//! Driver tests against a scripted fake server on localhost TCP:
//! exact upload frame shapes, outcome mapping, and rendering.

use std::time::Duration;

use tokio::net::TcpListener;
use tokio::task::JoinHandle;

use scriptcast_client::driver::{ClientOptions, Driver};
use scriptcast_core::{CastError, Connection, Frame, FrameKind, MAX_BLOCK_SIZE};

// ── Harness ──────────────────────────────────────────────────────

/// Accept one connection and run `behavior` against it, returning
/// the frames received during the upload phase.
fn fake_server(behavior: ServerBehavior) -> (String, JoinHandle<Vec<Frame>>) {
    let listener = std::net::TcpListener::bind("127.0.0.1:0").unwrap();
    listener.set_nonblocking(true).unwrap();
    let addr = listener.local_addr().unwrap().to_string();

    let handle = tokio::spawn(async move {
        let listener = TcpListener::from_std(listener).unwrap();
        let (stream, _) = listener.accept().await.unwrap();
        let mut conn = Connection::new(stream);

        let mut upload = Vec::new();
        loop {
            let frame = tokio::time::timeout(Duration::from_secs(5), conn.recv())
                .await
                .expect("timed out waiting for upload frames")
                .expect("client closed mid-upload");
            let done = frame.is_end_of_sequence();
            upload.push(frame);
            if done {
                break;
            }
        }

        match behavior {
            ServerBehavior::Succeed { output } => {
                for text in output {
                    conn.send(Frame::new(FrameKind::ScreenText, text.into_bytes()))
                        .await
                        .unwrap();
                }
                conn.send(Frame::new(FrameKind::ScreenText, Vec::new()).end_of_sequence())
                    .await
                    .unwrap();
                // Give the client time to drain before the socket drops.
                tokio::time::sleep(Duration::from_millis(50)).await;
            }
            ServerBehavior::FailSilently => {
                // Close without the end marker.
            }
        }
        upload
    });

    (addr, handle)
}

enum ServerBehavior {
    Succeed { output: Vec<String> },
    FailSilently,
}

// ── Upload shapes ────────────────────────────────────────────────

#[tokio::test]
async fn local_upload_produces_exact_chunk_sequence() {
    // 2.5 blocks → 3 chunks, last trimmed and flagged.
    let body: Vec<u8> = (0..MAX_BLOCK_SIZE * 2 + MAX_BLOCK_SIZE / 2)
        .map(|i| (i % 251) as u8)
        .collect();
    let dir = tempfile::tempdir().unwrap();
    let path = dir.path().join("blob.lua");
    std::fs::write(&path, &body).unwrap();

    let (addr, server) = fake_server(ServerBehavior::Succeed { output: vec![] });
    let driver = Driver::new(ClientOptions {
        server: addr,
        target: path.to_str().unwrap().to_string(),
        args: None,
    });
    let mut rendered = Vec::new();
    let mut status = Vec::new();
    driver.run(&mut rendered, &mut status).await.unwrap();

    let upload = server.await.unwrap();
    assert_eq!(upload[0].kind(), FrameKind::FileReference);
    assert_eq!(upload[0].payload(), b"blob.lua");
    assert!(!upload[0].is_archive());
    assert!(!upload[0].is_end_of_sequence());

    let chunks = &upload[1..];
    assert_eq!(chunks.len(), 3, "ceil(M/k) chunks");
    for chunk in chunks {
        assert_eq!(chunk.kind(), FrameKind::ExecutableChunk);
        assert!(chunk.payload_len() <= MAX_BLOCK_SIZE);
    }
    assert!(chunks.iter().rev().skip(1).all(|c| !c.is_end_of_sequence()));
    assert!(chunks.last().unwrap().is_end_of_sequence());
    assert_eq!(
        chunks.last().unwrap().payload_len(),
        MAX_BLOCK_SIZE / 2,
        "final chunk trimmed to its true length"
    );

    let reassembled: Vec<u8> = chunks.iter().flat_map(|c| c.payload().to_vec()).collect();
    assert_eq!(reassembled, body, "server receives the file byte-identical");

    // Progress was reported along the way.
    let status_text = String::from_utf8(status).unwrap();
    assert!(status_text.contains("chunks"));
}

#[tokio::test]
async fn shared_reference_without_args_is_one_frame() {
    let (addr, server) = fake_server(ServerBehavior::Succeed { output: vec![] });
    let driver = Driver::new(ClientOptions {
        server: addr,
        target: "shared:game.lua".into(),
        args: None,
    });
    driver.run(&mut Vec::new(), &mut Vec::new()).await.unwrap();

    let upload = server.await.unwrap();
    assert_eq!(upload.len(), 1, "the upload phase is exactly one frame");
    assert_eq!(upload[0].kind(), FrameKind::FileReference);
    assert_eq!(upload[0].payload(), b"shared:game.lua");
    assert!(upload[0].is_end_of_sequence());
}

#[tokio::test]
async fn shared_reference_with_args_ends_on_the_argument_frame() {
    let (addr, server) = fake_server(ServerBehavior::Succeed { output: vec![] });
    let driver = Driver::new(ClientOptions {
        server: addr,
        target: "shared:game.lua".into(),
        args: Some("--speed 2".into()),
    });
    driver.run(&mut Vec::new(), &mut Vec::new()).await.unwrap();

    let upload = server.await.unwrap();
    assert_eq!(upload.len(), 2);
    assert!(!upload[0].is_end_of_sequence());
    assert_eq!(upload[1].kind(), FrameKind::Arguments);
    assert_eq!(upload[1].payload(), b"--speed 2");
    assert!(upload[1].is_end_of_sequence());
}

#[tokio::test]
async fn archive_extension_sets_the_archive_flag() {
    let dir = tempfile::tempdir().unwrap();
    let path = dir.path().join("pack.zip");
    std::fs::write(&path, b"PK\x03\x04fake").unwrap();

    let (addr, server) = fake_server(ServerBehavior::Succeed { output: vec![] });
    let driver = Driver::new(ClientOptions {
        server: addr,
        target: path.to_str().unwrap().to_string(),
        args: None,
    });
    driver.run(&mut Vec::new(), &mut Vec::new()).await.unwrap();

    let upload = server.await.unwrap();
    assert_eq!(upload[0].payload(), b"pack.zip");
    assert!(upload[0].is_archive());
}

// ── Outcomes ─────────────────────────────────────────────────────

#[tokio::test]
async fn server_output_is_rendered_before_the_end_marker() {
    let (addr, server) = fake_server(ServerBehavior::Succeed {
        output: vec!["hello from the server\n".into()],
    });
    let driver = Driver::new(ClientOptions {
        server: addr,
        target: "shared:hello.lua".into(),
        args: None,
    });

    let mut rendered = Vec::new();
    driver.run(&mut rendered, &mut Vec::new()).await.unwrap();
    server.await.unwrap();
    assert_eq!(rendered, b"hello from the server\n");
}

#[tokio::test]
async fn close_without_end_marker_is_a_failure() {
    let (addr, server) = fake_server(ServerBehavior::FailSilently);
    let driver = Driver::new(ClientOptions {
        server: addr,
        target: "shared:broken.lua".into(),
        args: None,
    });

    let err = driver
        .run(&mut Vec::new(), &mut Vec::new())
        .await
        .unwrap_err();
    assert!(matches!(err, CastError::ConnectionClosed));
    server.await.unwrap();
}

#[tokio::test]
async fn missing_local_file_aborts_before_connecting() {
    // No server exists at this address; a file-open failure must
    // surface before any dial attempt.
    let driver = Driver::new(ClientOptions {
        server: "127.0.0.1:9".into(),
        target: "/definitely/not/here.lua".into(),
        args: None,
    });

    let err = driver
        .run(&mut Vec::new(), &mut Vec::new())
        .await
        .unwrap_err();
    match err {
        CastError::Connection(io) => {
            assert_eq!(io.kind(), std::io::ErrorKind::NotFound);
        }
        other => panic!("expected a file-open error, got {other}"),
    }
}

---+---

> PROBLEM STATEMENT
Using the entries above, repeat only the lines from the one containing "assert_eq!(upload.len(), 2);" through the one containing "async fn missing_local_file_aborts_before_connecting()", end lines included.

> EXPECTED ANSWER
    assert_eq!(upload.len(), 2);
    assert!(!upload[0].is_end_of_sequence());
    assert_eq!(upload[1].kind(), FrameKind::Arguments);
    assert_eq!(upload[1].payload(), b"--speed 2");
    assert!(upload[1].is_end_of_sequence());
}

#[tokio::test]
async fn archive_extension_sets_the_archive_flag() {
    let dir = tempfile::tempdir().unwrap();
    let path = dir.path().join("pack.zip");
    std::fs::write(&path, b"PK\x03\x04fake").unwrap();

    let (addr, server) = fake_server(ServerBehavior::Succeed { output: vec![] });
    let driver = Driver::new(ClientOptions {
        server: addr,
        target: path.to_str().unwrap().to_string(),
        args: None,
    });
    driver.run(&mut Vec::new(), &mut Vec::new()).await.unwrap();

    let upload = server.await.unwrap();
    assert_eq!(upload[0].payload(), b"pack.zip");
    assert!(upload[0].is_archive());
}

// ── Outcomes ─────────────────────────────────────────────────────

#[tokio::test]
async fn server_output_is_rendered_before_the_end_marker() {
    let (addr, server) = fake_server(ServerBehavior::Succeed {
        output: vec!["hello from the server\n".into()],
    });
    let driver = Driver::new(ClientOptions {
        server: addr,
        target: "shared:hello.lua".into(),
        args: None,
    });

    let mut rendered = Vec::new();
    driver.run(&mut rendered, &mut Vec::new()).await.unwrap();
    server.await.unwrap();
    assert_eq!(rendered, b"hello from the server\n");
}

#[tokio::test]
async fn close_without_end_marker_is_a_failure() {
    let (addr, server) = fake_server(ServerBehavior::FailSilently);
    let driver = Driver::new(ClientOptions {
        server: addr,
        target: "shared:broken.lua".into(),
        args: None,
    });

    let err = driver
        .run(&mut Vec::new(), &mut Vec::new())
        .await
        .unwrap_err();
    assert!(matches!(err, CastError::ConnectionClosed));
    server.await.unwrap();
}

#[tokio::test]
async fn missing_local_file_aborts_before_connecting() {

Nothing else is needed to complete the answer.